Saturday, February 9, 2013

Rambling on Art


I’ve been wrestling with the question “What is Art?” for years, and I can’t say I have a good answer. The difficulty is going from an example of something everyone knows to be art — say, Dante’s Commedia — to setting up some kind of boundaries for the subject. A couple of years ago, I would have said that art must be Christological, because art must point to the essential truth of the universe. Goodbye Homer, Beowulf, Joyce, Faulkner, and O’Neill. So maybe art must only show us some true thing about the universe. Don’t we say that the purpose of the liberal arts is just that, to give us a little corner of truth?
Complicating the problem is whether bad art is the same as un-art. I tend to think that Chris Tomlin does a really bad job, theologically and musically. But his melodic/harmonic lines bow to the natural patters of music, and while he may damn his God with faint praise, he doesn’t tell lies about Him. That’s something fundamentally different than a modernist composing a piece from recorded sound effects of trashcans and car engines. In other words, I think there is a distinction.
Maybe it’s easiest to start from the realm of un-art, and with the crassly obvious. Pornography is not art. I don’t think anyone with a semblance of taste will disagree with that. But film is art. Some films are technically really bad. I imagine that some pornography is technically very well made (though I may be showing my ignorance here). The two share the same forms: film crews, actors, directors, editing, costumes. The difference is that film, speaking generally, tries to tell us something true about the world. A drama only wins Oscars if it is insightful. A comedy only makes us laugh if we can relate to the humor. At the heart of pornography is a lie about the human condition — that lovemaking is not a covenant between a bride, a bridegroom, and their God, but is a cheap fix for lusty pimple-faced boys of all ages. Film, Christian or not, seeks to understand the humanity (some would call it the imago Dei) from homo sapiens. Pornography casually strips it away.
To apply it, then, perhaps Art is that which speaks some truth about humanity and our world. Un-art is anything that tells a lie as its fundamental assertion. Of course, that still requires judgment, and brings us to the hazy realm of interpreting the artist’s intent. But let’s take an Andres Serrano’s “Piss Cross.” I believe that this photograph is very honest about Serrano’s belief that the crucifix belongs in a jar of urine. I believe Serrano, however, is lying, because I believe that it’s probably wrong to urinate on a symbol of love. Art, then, can only be defined as self-expression if the artist is truthful. The Un-artist has a soul that naturally expresses itself in lies.  

Monday, February 4, 2013

March for Life

This was the unsigned (i.e., technically a group project) Collegian weekly for Feb. 1.

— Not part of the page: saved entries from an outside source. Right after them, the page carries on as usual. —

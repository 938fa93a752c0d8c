use std::sync::Arc;

use kurbo::{Point, Rect};

use crate::assets::font::{FontAsset, TextBrushRgba8};
use crate::assets::images::DecorativeImage;
use crate::foundation::config::SlideConfig;
use crate::foundation::date::ImageSide;
use crate::foundation::error::{FodError, FodResult};
use crate::layout::fit::{FactLayout, TitleLayout};
use crate::render::geometry::{SlideGeometry, slide_geometry};

/// A composed slide as RGBA8 pixels.
#[derive(Clone, Debug)]
pub struct SlideFrame {
    pub width: u32,
    pub height: u32,
    /// RGBA8 bytes, tightly packed, row-major.
    pub data: Vec<u8>,
    /// Whether `data` is premultiplied alpha.
    pub premultiplied: bool,
}

/// Everything drawn on a slide, already chosen and laid out.
#[derive(Clone, Copy, Debug)]
pub struct SlideContent<'a> {
    pub background: [u8; 3],
    pub image: &'a DecorativeImage,
    pub side: ImageSide,
    pub title: &'a TitleLayout,
    pub fact: &'a FactLayout,
}

/// Rasterize a slide: background, decorative image, title, underline, then fact lines.
#[tracing::instrument(skip_all, fields(side = ?content.side, font_size = content.fact.font_size))]
pub fn compose_slide(
    content: &SlideContent<'_>,
    font: &mut FontAsset,
    cfg: &SlideConfig,
) -> FodResult<SlideFrame> {
    let width: u16 = cfg
        .canvas_width
        .try_into()
        .map_err(|_| FodError::render("canvas width exceeds u16"))?;
    let height: u16 = cfg
        .canvas_height
        .try_into()
        .map_err(|_| FodError::render("canvas height exceeds u16"))?;

    let geometry = slide_geometry(
        cfg,
        content.side,
        (content.image.width, content.image.height),
        content.title,
        content.fact,
    );

    let mut ctx = vello_cpu::RenderContext::new(width, height);
    ctx.set_blend_mode(vello_cpu::peniko::BlendMode::default());
    ctx.set_paint_transform(vello_cpu::kurbo::Affine::IDENTITY);

    let [r, g, b] = content.background;
    ctx.set_transform(vello_cpu::kurbo::Affine::IDENTITY);
    ctx.set_paint(vello_cpu::peniko::Color::from_rgba8(r, g, b, 255));
    ctx.fill_rect(&vello_cpu::kurbo::Rect::new(
        0.0,
        0.0,
        width as f64,
        height as f64,
    ));

    draw_image(&mut ctx, content.image, &geometry)?;

    draw_text(
        &mut ctx,
        font,
        &content.title.text,
        content.title.font_size,
        geometry.title,
    );
    ctx.set_transform(vello_cpu::kurbo::Affine::IDENTITY);
    ctx.set_paint(white());
    ctx.fill_rect(&rect_to_cpu(geometry.underline));

    for (line, origin) in content
        .fact
        .lines
        .iter()
        .zip(geometry.fact_line_origins(content.fact.lines.len()))
    {
        draw_text(&mut ctx, font, line, content.fact.font_size, origin);
    }

    ctx.flush();
    let mut pixmap = vello_cpu::Pixmap::new(width, height);
    ctx.render_to_pixmap(&mut pixmap);

    Ok(SlideFrame {
        width: cfg.canvas_width,
        height: cfg.canvas_height,
        data: pixmap.data_as_u8_slice().to_vec(),
        premultiplied: true,
    })
}

fn draw_image(
    ctx: &mut vello_cpu::RenderContext,
    image: &DecorativeImage,
    geometry: &SlideGeometry,
) -> FodResult<()> {
    let pixmap = pixmap_from_premul_bytes(&image.rgba8_premul, image.width, image.height)?;
    let paint = vello_cpu::Image {
        image: vello_cpu::ImageSource::Pixmap(Arc::new(pixmap)),
        sampler: vello_cpu::peniko::ImageSampler::default(),
    };
    ctx.set_transform(vello_cpu::kurbo::Affine::translate((
        geometry.image.x0,
        geometry.image.y0,
    )));
    ctx.set_paint(paint);
    ctx.fill_rect(&vello_cpu::kurbo::Rect::new(
        0.0,
        0.0,
        image.width as f64,
        image.height as f64,
    ));
    Ok(())
}

/// Draw one line of white text with its layout box's top-left at `origin`.
fn draw_text(
    ctx: &mut vello_cpu::RenderContext,
    font: &mut FontAsset,
    text: &str,
    size_px: f32,
    origin: Point,
) {
    let layout = font.layout_line(text, size_px, TextBrushRgba8::WHITE);
    ctx.set_transform(vello_cpu::kurbo::Affine::translate((origin.x, origin.y)));
    for line in layout.lines() {
        for item in line.items() {
            let parley::layout::PositionedLayoutItem::GlyphRun(run) = item else {
                continue;
            };
            let brush = run.style().brush;
            ctx.set_paint(vello_cpu::peniko::Color::from_rgba8(
                brush.r, brush.g, brush.b, brush.a,
            ));
            let glyphs = run.glyphs().map(|g| vello_cpu::Glyph {
                id: g.id,
                x: g.x,
                y: g.y,
            });
            ctx.glyph_run(font.font_data())
                .font_size(run.run().font_size())
                .fill_glyphs(glyphs);
        }
    }
}

fn white() -> vello_cpu::peniko::Color {
    vello_cpu::peniko::Color::from_rgba8(255, 255, 255, 255)
}

fn rect_to_cpu(r: Rect) -> vello_cpu::kurbo::Rect {
    vello_cpu::kurbo::Rect::new(r.x0, r.y0, r.x1, r.y1)
}

fn pixmap_from_premul_bytes(
    bytes: &[u8],
    width: u32,
    height: u32,
) -> FodResult<vello_cpu::Pixmap> {
    let w: u16 = width
        .try_into()
        .map_err(|_| FodError::render("pixmap width exceeds u16"))?;
    let h: u16 = height
        .try_into()
        .map_err(|_| FodError::render("pixmap height exceeds u16"))?;
    if bytes.len()
        != (width as usize)
            .saturating_mul(height as usize)
            .saturating_mul(4)
    {
        return Err(FodError::render("pixmap byte len mismatch"));
    }
    // Pixmap stores PremulRgba8; our bytes are already premultiplied.
    let pixels = bytes
        .chunks_exact(4)
        .map(|px| {
            vello_cpu::peniko::color::PremulRgba8::from_u8_array([px[0], px[1], px[2], px[3]])
        })
        .collect::<Vec<_>>();
    Ok(vello_cpu::Pixmap::from_parts_with_opacity(pixels, w, h, true))
}

/// Convert premultiplied RGBA8 to straight RGB8, dropping alpha.
pub fn premul_rgba_to_rgb(data: &[u8]) -> Vec<u8> {
    let mut out = Vec::with_capacity(data.len() / 4 * 3);
    for px in data.chunks_exact(4) {
        let a = px[3] as u16;
        if a == 0 {
            out.extend_from_slice(&[0, 0, 0]);
            continue;
        }
        for &c in &px[..3] {
            out.push(((c as u16 * 255 + a / 2) / a).min(255) as u8);
        }
    }
    out
}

Last weekend, more than 100 students from Hillsdale College boarded buses and spent the next 36 hours traveling to and from Washington, D.C., to affirm once more their allegiance to life and its Giver. There was time for the protest march and for a worship service, but there was no scheduled time to rest. The students who organized it gave an extraordinary amount themselves. The students who went sacrificed time, sleep, and comfort. Their service to an ideal is admirable and humbling. But, at the risk of sounding disloyal to people and a cause we love and respect, we want to raise the question: was their time well spent?
Forty years ago, Roe v. Wade legalized abortion. For 40 years, people have descended on Washington to demand that our two great powers, the media and Capitol Hill, acknowledge the humanity of an unborn child. Congress and the courts have paid little attention. The media has paid no attention. Has anyone heard the protest except the protesters themselves?
The well-known Catholic philosopher Alasdair MacIntyre argues that modern protests are frivolous because they witness against something without giving their allegiance to anything else. That is not true of the March for Life, and we are not arguing that the march is trivial. But the pro-life cause loses a battle every time a woman has an abortion. We’ve lost a lot of battles, and the march has proved an ineffective weapon.
That doesn’t mean you shouldn’t go. Many people say it is a precious time of prayer and sanctification that draws them closer to God. But it might mean that there are better ways to fight for the cause of life.
Maybe volunteer at the crisis pregnancy center in town. It’s even possible that one of your classes on the Friday of the march would have done more to equip you for fights down the road. That will all probably feel isolated and insufficient, and it is. The problem isn’t going away anytime soon. But if we intend to end abortion, it’s time to try something else.